When a professional consultant or design and build contractor enters into contract, its focus will be on establishing key terms central to any commercial arrangement, such as the scope of work and payment terms.

Along with these are terms which describe the required standard of care to which the relevant services are subject. It is against these terms that delivery will ultimately be assessed and, if a dispute arises, these will set the bar when establishing whether there has been a breach. However, despite the potentially significant implications which accompany these terms, they are often overlooked, until an issue arises.

What is a standard of care?

The standard of care is the degree of care and caution which a professional consultant / design and build contractor must exercise when undertaking its services. It effectively sets a benchmark for the quality of services to be provided.

There are two types of standard of care which are explained below:

  • Reasonable skill and care
  • Fitness for purpose

Reasonable skill and care

In the UK construction industry, reasonable skill and care obligations are usual. To the extent a consultant / contractor can demonstrate that it acted with reasonable skill and care when undertaking its services, it will not be in breach of its obligations. What constitutes reasonable skill and care in a given situation will be assessed against how a reasonable consultant / contractor in the same professional field would have acted.

In the absence of express provision within the parties’ contract, a duty to act with reasonable skill and care will be implied (by virtue of s.13 Supply of Goods and Services Act 1982). It is, however, usual that the contract will address this expressly.  By way of an example, the standard NEC3 Professional Services Contract provides that:

“The Consultant’s obligation is to use the skill and care normally used by professionals providing services similar to the services” (clause 21.1).

Similar wording is used in the JCT Design and Build standard form of contract.

Such provisions reflect the common law test for negligence.  A party will not be found to have been negligent if it has carried out its services to the same standard that another reasonably competent member of its profession would have met. This was confirmed in the case of Bolam -v- Friern Hospital Management Committee [1957] 1 WLR. With that in mind, independent expert evidence is required to support allegations of professional negligence.

Fitness for purpose

This requires that when the project has been completed it is fit for its intended use. Such an obligation is considerably more onerous than one requiring only reasonable skill and care. The consultant / contractor effectively guarantee that its design will be suitable for its intended use. It is rare for a contract or appointment to impose such an obligation.

Express wording will generally be required in order for a fitness for purpose obligation to be applied.  Consultants / contractors should be careful, however, to ensure that no such obligation is implied into their contract. For example, where an employer makes clear that work is to be done to achieve a particular purpose, the work is of a kind that the relevant consultant / contractor holds itself out as performing, and it can be shown that the employer relied upon the skill and judgement of the consultant / contractor, there can be an implied warranty that the completed work would be fit for the notified required purpose.

In the case of Greaves & Co. -v- Baynham Meikle [1975] 1 WLR 1095 CA, structural engineers were appointed to design a warehouse floor which would be suitable for the use of stacker trucks. The floor failed, and the engineers were found liable for having breached an implied warranty that the floor would be reasonably fit for the purpose for which the engineers knew it was required.

Particular care should be taken when contracting under the NEC3 standard form. The core clauses require the contractor to provide its works in accordance with the Works Information. Whilst such an obligation does not expressly refer to fitness for purpose, it is acknowledged that this envisages the works will be designed so as to be suitable for their intended use. Consultants / contractors should be careful to select the relevant option requiring only the use of reasonable skill and care.

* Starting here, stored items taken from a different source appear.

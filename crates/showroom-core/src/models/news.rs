//! News item model.

use chrono::{DateTime, Utc};
use serde::Serialize;
use uuid::Uuid;

use super::Localized;

#[derive(Clone, Debug, Serialize)]
#[serde(rename_all = "camelCase")]
pub struct News {
    pub id: Uuid,
    pub title: Localized,
    pub details: Localized,
    #[serde(skip_serializing_if = "Option::is_none")]
    pub image: Option<String>,
    pub date: DateTime<Utc>,
    pub created_at: DateTime<Utc>,
    pub updated_at: DateTime<Utc>,
}

#[derive(Clone, Debug)]
pub struct NewsDraft {
    pub title: Localized,
    pub details: Localized,
}
//! Pre-normalization upload checks.
//!
//! These run on the declared metadata of each multipart part before any bytes
//! are decoded: content type allow-list, per-file size cap, per-field count
//! cap. Content spoofing is caught later by the decoder, not here.

use showroom_core::{messages, AppError};
use thiserror::Error;

#[derive(Debug, Error, PartialEq, Eq)]
pub enum ValidationError {
    #[error("File too large: {size} bytes (max {max})")]
    FileTooLarge { size: usize, max: usize },

    #[error("Content type not allowed: {content_type}")]
    InvalidContentType { content_type: String },

    #[error("Empty file")]
    EmptyFile,

    #[error("Too many files: {count} (max {max})")]
    TooManyFiles { count: usize, max: usize },
}

impl From<ValidationError> for AppError {
    fn from(err: ValidationError) -> Self {
        match err {
            ValidationError::FileTooLarge { size, max } => AppError::PayloadTooLarge { size, max },
            ValidationError::InvalidContentType { content_type } => {
                AppError::UnsupportedMediaType(content_type)
            }
            ValidationError::EmptyFile => AppError::Validation(messages::image_required()),
            ValidationError::TooManyFiles { max, .. } => {
                AppError::Validation(messages::too_many_images(&max.to_string()))
            }
        }
    }
}

/// Upload policy applied to every incoming file.
#[derive(Clone, Debug)]
pub struct UploadRules {
    pub max_file_size: usize,
    pub allowed_content_types: Vec<String>,
    pub max_files_per_field: usize,
}

impl UploadRules {
    pub fn new(
        max_file_size: usize,
        allowed_content_types: Vec<String>,
        max_files_per_field: usize,
    ) -> Self {
        Self {
            max_file_size,
            allowed_content_types,
            max_files_per_field,
        }
    }

    /// Check a declared content type against the allow-list. Parameters such
    /// as `;charset=...` are ignored; comparison is case-insensitive.
    pub fn check_content_type(&self, content_type: &str) -> Result<(), ValidationError> {
        let essence = content_type
            .split(';')
            .next()
            .unwrap_or("")
            .trim()
            .to_ascii_lowercase();

        if self.allowed_content_types.iter().any(|t| *t == essence) {
            Ok(())
        } else {
            Err(ValidationError::InvalidContentType {
                content_type: content_type.to_string(),
            })
        }
    }

    /// Check accumulated file bytes. Called incrementally while streaming so
    /// an oversized upload is rejected before being fully buffered.
    pub fn check_size(&self, size: usize) -> Result<(), ValidationError> {
        if size > self.max_file_size {
            return Err(ValidationError::FileTooLarge {
                size,
                max: self.max_file_size,
            });
        }
        Ok(())
    }

    /// Check a completed file: non-empty and within the size cap.
    pub fn check_file(&self, content_type: &str, size: usize) -> Result<(), ValidationError> {
        self.check_content_type(content_type)?;
        if size == 0 {
            return Err(ValidationError::EmptyFile);
        }
        self.check_size(size)
    }

    /// Check how many files arrived under one multipart field.
    pub fn check_file_count(&self, count: usize) -> Result<(), ValidationError> {
        if count > self.max_files_per_field {
            return Err(ValidationError::TooManyFiles {
                count,
                max: self.max_files_per_field,
            });
        }
        Ok(())
    }
}

#[cfg(test)]
mod tests {
    use super::*;

    fn rules() -> UploadRules {
        UploadRules::new(
            2 * 1024 * 1024,
            vec![
                "image/jpeg".to_string(),
                "image/png".to_string(),
                "image/webp".to_string(),
            ],
            10,
        )
    }

    #[test]
    fn allows_listed_content_types() {
        assert!(rules().check_content_type("image/jpeg").is_ok());
        assert!(rules().check_content_type("image/png").is_ok());
    }

    #[test]
    fn strips_parameters_and_ignores_case() {
        assert!(rules()
            .check_content_type("IMAGE/JPEG; charset=binary")
            .is_ok());
    }

    #[test]
    fn rejects_non_image_types() {
        let err = rules().check_content_type("application/pdf").unwrap_err();
        assert!(matches!(err, ValidationError::InvalidContentType { .. }));
    }

    #[test]
    fn rejects_oversized_files() {
        let err = rules().check_size(3 * 1024 * 1024).unwrap_err();
        assert!(matches!(err, ValidationError::FileTooLarge { .. }));
        assert!(rules().check_size(2 * 1024 * 1024).is_ok());
    }

    #[test]
    fn rejects_empty_files() {
        let err = rules().check_file("image/jpeg", 0).unwrap_err();
        assert_eq!(err, ValidationError::EmptyFile);
    }

    #[test]
    fn enforces_per_field_file_cap() {
        assert!(rules().check_file_count(10).is_ok());
        let err = rules().check_file_count(11).unwrap_err();
        assert!(matches!(err, ValidationError::TooManyFiles { .. }));
    }
}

Particularly in cases where a fitness for purpose requirement is not expressed specifically in the contract, a consultant / contractor may be unaware that it is taking on extended obligations. The contract should be considered carefully as a whole.

Insurance implications

In addition to potentially extending a party’s obligations, and so its potential liabilities, the applicable standard of care can affect its ability to claim under its professional indemnity insurance policy, in the event an issue arises.  It is common for policies to exclude from cover liabilities arising from onerous contractual provisions – i.e. a duty or obligation going beyond that which would otherwise be implied by common law or statute. The rationale behind this is that whilst an Insured can contract on whatever commercial terms it likes, Insurers should not be required to indemnify it for liabilities flowing from such consequent voluntary assumption of risk.  A fitness for purpose obligation will fall squarely within this category.

Some professional indemnity insurance policies will exclude all cover on a project where a fitness for purpose obligation is imposed.  Alternatively, cover might be limited to such losses as would have been suffered had the usual reasonable skill and care obligation applied, with the Insured liable to meet any additional exposure itself.

Parties should therefore be wary of taking on any fitness for purpose obligations in respect of their works or services.

In order to protect themselves as far as possible, professional consultants / design and build contractors should take reasonable steps including the following when entering into contracts:

  1. Ensure the contract expressly identifies the required standard of care, to avoid uncertainty and / or to avoid a potential situation in which a fitness for purpose obligation is implied.
  2. Be careful to avoid any contractual provisions which might be taken to impose – whether expressly or implied – any fitness for purpose obligation
  3. Require that the applicable standard of care is limited to reasonable skill and care (including by ensuring the correct option is selected when contracting under NEC3). If the employer pushes for fitness for purpose, endeavour to understand why that is required. Given the associated risk and the potential implications in terms of insurance cover, consider ultimately whether such an obligation imposes too great a risk and so would be a deal breaker.
  4. Establish the insurance position, by seeking to understand whether, and if so how, the policy would respond should a fitness for purpose obligation be accepted.
  5. If relevant design work is to be undertaken by a sub-consultant / sub-contractor, consider whether a collateral warranty should be obtained in favour of the employer. By then giving the employer a separate direct contractual right of recourse that may serve to deflect any claim (either in part or entirely).

Parties should be sure not to overlook standard of care requirements in favour of what might appear to be commercially more important contractual provisions. From a liability perspective, these should be at the very top of the contractual checklist.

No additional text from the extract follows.